An unsung hero of the ongoing Cuban Revolution is the humble ‘Lada’. While American ‘classic cars’ are the romantic image of modern Cuban tourism—Che’s car of choice was apparently a mint green Chev ‘Bel Air’—the overwhelming majority of vehicles on Cuban streets are Russian ‘Ladas’, an emblem of the socialist state’s roller-coaster history.
Post-revolutionary Cuba was victim to a US embargo which not only cut off car imports, but also the export of the island’s two main crops: sugar and tobacco. As a gesture of mutual aid, the Soviet Union integrated the Cuban economy into COMECON, so that agricultural crops could be exported to eastern Europe and industrial goods supplied to the new socialist outpost in the Caribbean, giving time for its economy to diversify and become more self-reliant.
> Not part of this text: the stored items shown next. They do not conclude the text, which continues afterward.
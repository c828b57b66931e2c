/// Ownership-scoped workflow management
///
/// Every operation takes the authenticated user id and resolves the target
/// workflow through that user first. A workflow owned by someone else is
/// reported exactly like one that does not exist, and the same goes for its
/// triggers, actions and runs.

use crate::deadline::Deadline;
use crate::store::{StoreError, WorkflowStore};
use crate::workflow::types::{Action, RunLog, Trigger, Workflow, WorkflowRun};
use std::sync::Arc;
use thiserror::Error;
use tracing::Span;

/// Trigger type recorded when a run is enqueued without one
pub const DEFAULT_TRIGGER_TYPE: &str = "manual";

#[derive(Debug, Error)]
pub enum WorkflowError {
    #[error("workflow not found")]
    NotFound,

    #[error("trigger not found")]
    TriggerNotFound,

    #[error("action not found")]
    ActionNotFound,

    #[error("run not found")]
    RunNotFound,

    #[error(transparent)]
    Store(StoreError),
}

impl WorkflowError {
    /// Map a store error, turning `NotFound` into `not_found`
    fn from_store(err: StoreError, not_found: WorkflowError) -> Self {
        match err {
            StoreError::NotFound => not_found,
            other => WorkflowError::Store(other),
        }
    }
}

impl From<StoreError> for WorkflowError {
    fn from(err: StoreError) -> Self {
        WorkflowError::Store(err)
    }
}

/// Workflow, trigger, action and run operations on behalf of a user
pub struct WorkflowManager {
    store: Arc<dyn WorkflowStore>,
    span: Span,
}

impl WorkflowManager {
    /// Create a manager logging under `span`
    pub fn new(store: Arc<dyn WorkflowStore>, span: Span) -> Self {
        Self { store, span }
    }

    // ---- workflows ----

    pub async fn create_workflow(&self, deadline: Deadline, user_id: &str, name: &str) -> Result<Workflow, WorkflowError> {
        let workflow = deadline.run(self.store.create_workflow(user_id, name)).await?;
        tracing::info!(parent: &self.span, "📝 Created workflow {} for user {}", workflow.id, user_id);
        Ok(workflow)
    }

    /// All workflows of `user_id`, newest first
    pub async fn list_workflows(&self, deadline: Deadline, user_id: &str) -> Result<Vec<Workflow>, WorkflowError> {
        Ok(deadline.run(self.store.list_workflows_by_user(user_id)).await?)
    }

    /// Fetch a workflow owned by `user_id`
    pub async fn get_workflow(&self, deadline: Deadline, user_id: &str, id: &str) -> Result<Workflow, WorkflowError> {
        deadline
            .run(self.store.get_workflow(id, user_id))
            .await
            .map_err(|e| WorkflowError::from_store(e, WorkflowError::NotFound))
    }

    pub async fn update_workflow(
        &self,
        deadline: Deadline,
        user_id: &str,
        id: &str,
        name: &str,
        is_enabled: bool,
    ) -> Result<Workflow, WorkflowError> {
        let workflow = deadline
            .run(self.store.update_workflow(id, user_id, name, is_enabled))
            .await
            .map_err(|e| WorkflowError::from_store(e, WorkflowError::NotFound))?;
        tracing::info!(parent: &self.span, "✏️ Updated workflow {} (enabled: {})", workflow.id, workflow.is_enabled);
        Ok(workflow)
    }

    /// Delete a workflow together with its triggers, actions, runs and logs
    pub async fn delete_workflow(&self, deadline: Deadline, user_id: &str, id: &str) -> Result<(), WorkflowError> {
        deadline
            .run(self.store.delete_workflow(id, user_id))
            .await
            .map_err(|e| WorkflowError::from_store(e, WorkflowError::NotFound))?;
        tracing::info!(parent: &self.span, "🗑️ Deleted workflow {}", id);
        Ok(())
    }

    // ---- triggers ----

    pub async fn create_trigger(
        &self,
        deadline: Deadline,
        user_id: &str,
        workflow_id: &str,
        trigger_type: &str,
        config: &[u8],
    ) -> Result<Trigger, WorkflowError> {
        let workflow = self.get_workflow(deadline, user_id, workflow_id).await?;
        let trigger = deadline
            .run(self.store.create_trigger(&workflow.id, trigger_type, config))
            .await?;
        tracing::info!(parent: &self.span, "⚡ Added {} trigger {} to workflow {}", trigger.trigger_type, trigger.id, workflow.id);
        Ok(trigger)
    }

    pub async fn list_triggers(&self, deadline: Deadline, user_id: &str, workflow_id: &str) -> Result<Vec<Trigger>, WorkflowError> {
        let workflow = self.get_workflow(deadline, user_id, workflow_id).await?;
        Ok(deadline.run(self.store.list_triggers_by_workflow(&workflow.id)).await?)
    }

    pub async fn update_trigger(
        &self,
        deadline: Deadline,
        user_id: &str,
        workflow_id: &str,
        trigger_id: &str,
        trigger_type: &str,
        config: &[u8],
    ) -> Result<Trigger, WorkflowError> {
        let workflow = self.get_workflow(deadline, user_id, workflow_id).await?;
        deadline
            .run(self.store.update_trigger(trigger_id, &workflow.id, trigger_type, config))
            .await
            .map_err(|e| WorkflowError::from_store(e, WorkflowError::TriggerNotFound))
    }

    pub async fn delete_trigger(
        &self,
        deadline: Deadline,
        user_id: &str,
        workflow_id: &str,
        trigger_id: &str,
    ) -> Result<(), WorkflowError> {
        let workflow = self.get_workflow(deadline, user_id, workflow_id).await?;
        deadline
            .run(self.store.delete_trigger(trigger_id, &workflow.id))
            .await
            .map_err(|e| WorkflowError::from_store(e, WorkflowError::TriggerNotFound))
    }

    // ---- actions ----

    /// Add an action. `position` is stored as given; duplicates and gaps are allowed.
    pub async fn create_action(
        &self,
        deadline: Deadline,
        user_id: &str,
        workflow_id: &str,
        action_type: &str,
        position: i32,
        config: &[u8],
    ) -> Result<Action, WorkflowError> {
        let workflow = self.get_workflow(deadline, user_id, workflow_id).await?;
        let action = deadline
            .run(self.store.create_action(&workflow.id, action_type, position, config))
            .await?;
        tracing::info!(parent: &self.span, "🔧 Added {} action {} at position {} to workflow {}", action.action_type, action.id, action.position, workflow.id);
        Ok(action)
    }

    /// Actions ordered by position, ties in insertion order
    pub async fn list_actions(&self, deadline: Deadline, user_id: &str, workflow_id: &str) -> Result<Vec<Action>, WorkflowError> {
        let workflow = self.get_workflow(deadline, user_id, workflow_id).await?;
        Ok(deadline.run(self.store.list_actions_by_workflow(&workflow.id)).await?)
    }

    #[allow(clippy::too_many_arguments)]
    pub async fn update_action(
        &self,
        deadline: Deadline,
        user_id: &str,
        workflow_id: &str,
        action_id: &str,
        action_type: &str,
        position: i32,
        config: &[u8],
    ) -> Result<Action, WorkflowError> {
        let workflow = self.get_workflow(deadline, user_id, workflow_id).await?;
        deadline
            .run(self.store.update_action(action_id, &workflow.id, action_type, position, config))
            .await
            .map_err(|e| WorkflowError::from_store(e, WorkflowError::ActionNotFound))
    }

    pub async fn delete_action(
        &self,
        deadline: Deadline,
        user_id: &str,
        workflow_id: &str,
        action_id: &str,
    ) -> Result<(), WorkflowError> {
        let workflow = self.get_workflow(deadline, user_id, workflow_id).await?;
        deadline
            .run(self.store.delete_action(action_id, &workflow.id))
            .await
            .map_err(|e| WorkflowError::from_store(e, WorkflowError::ActionNotFound))
    }

    // ---- runs ----

    /// Queue a pending run. An empty `trigger_type` becomes [`DEFAULT_TRIGGER_TYPE`].
    pub async fn enqueue_run(
        &self,
        deadline: Deadline,
        user_id: &str,
        workflow_id: &str,
        trigger_type: &str,
    ) -> Result<WorkflowRun, WorkflowError> {
        let workflow = self.get_workflow(deadline, user_id, workflow_id).await?;
        let trigger_type = match trigger_type.trim() {
            "" => DEFAULT_TRIGGER_TYPE,
            t => t,
        };

        let run = deadline.run(self.store.create_run(&workflow.id, trigger_type)).await?;
        tracing::info!(parent: &self.span, "📥 Enqueued run {} for workflow {} ({})", run.id, workflow.id, run.trigger_type);
        Ok(run)
    }

    pub async fn list_runs(&self, deadline: Deadline, user_id: &str, workflow_id: &str) -> Result<Vec<WorkflowRun>, WorkflowError> {
        let workflow = self.get_workflow(deadline, user_id, workflow_id).await?;
        Ok(deadline.run(self.store.list_runs_by_workflow(&workflow.id)).await?)
    }

    /// Per-action outcomes recorded for one run of the workflow
    pub async fn list_run_logs(
        &self,
        deadline: Deadline,
        user_id: &str,
        workflow_id: &str,
        run_id: &str,
    ) -> Result<Vec<RunLog>, WorkflowError> {
        let workflow = self.get_workflow(deadline, user_id, workflow_id).await?;
        let run = deadline
            .run(self.store.get_run(run_id, &workflow.id))
            .await
            .map_err(|e| WorkflowError::from_store(e, WorkflowError::RunNotFound))?;
        Ok(deadline.run(self.store.list_run_logs(&run.id)).await?)
    }
}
So in the 1970’s and 80’s a new wave of vehicles surged into Cuba: Volgas, Skodas and Polski-Fiat 126 P’s all appeared, but were swamped by the simpler, more economical, more versatile Ladas, which became Ambulances, Police Cars, Taxis and cars of status for exemplary workers. A Lada factory was set up on Cuban soil, and a ‘Lada Limousine Taxi’ was even created by welding two halves of the smaller version into one.
The collapse of the Soviet Union and COMECON left Cuba bereft of political allies, fair trade, economic investment, fuel and…cars. The ‘Special Period’ of the ‘90’s saw anything that could move from ‘A’ to ‘B’ dragooned into public transport, no matter how basic they were. Horses, buggies and bicycles were all in use as fuel dried up.
Recovery came, and old steel was scrounged, smelted and moulded into spare parts. Cuban mechanics became ‘artists of the engine’—many a ‘classic V8’ running around Havana today is powered by nothing less than a Lada diesel.
Today Cuba is well placed for the forthcoming era of electric vehicles (EV’s). They are being assisted by generous Chinese contracts, especially with ‘Yatong’ buses and tourist coaches, but Cuba has always been desperate to reduce its dependence on fossil fuels, so they have embraced EV’s with a passion. I caught several Chinese ‘Geely’ taxis in Havana and they hushed their way about in safe, smooth, relaxing comfort.
More widely though, the future appears to be in motor-bike brands none of us have ever heard: ‘Wuxi Cucci’, ‘Mishozuki’ and Guowei Motors’ ‘Eagle King’. They are becoming more available and more affordable for Cuban workers as each day goes by. In ever increasing numbers they swish about city streets like breezes from the sea itself, though those cranky little ‘Ladas’ will always be at the heart of my Cuban memory.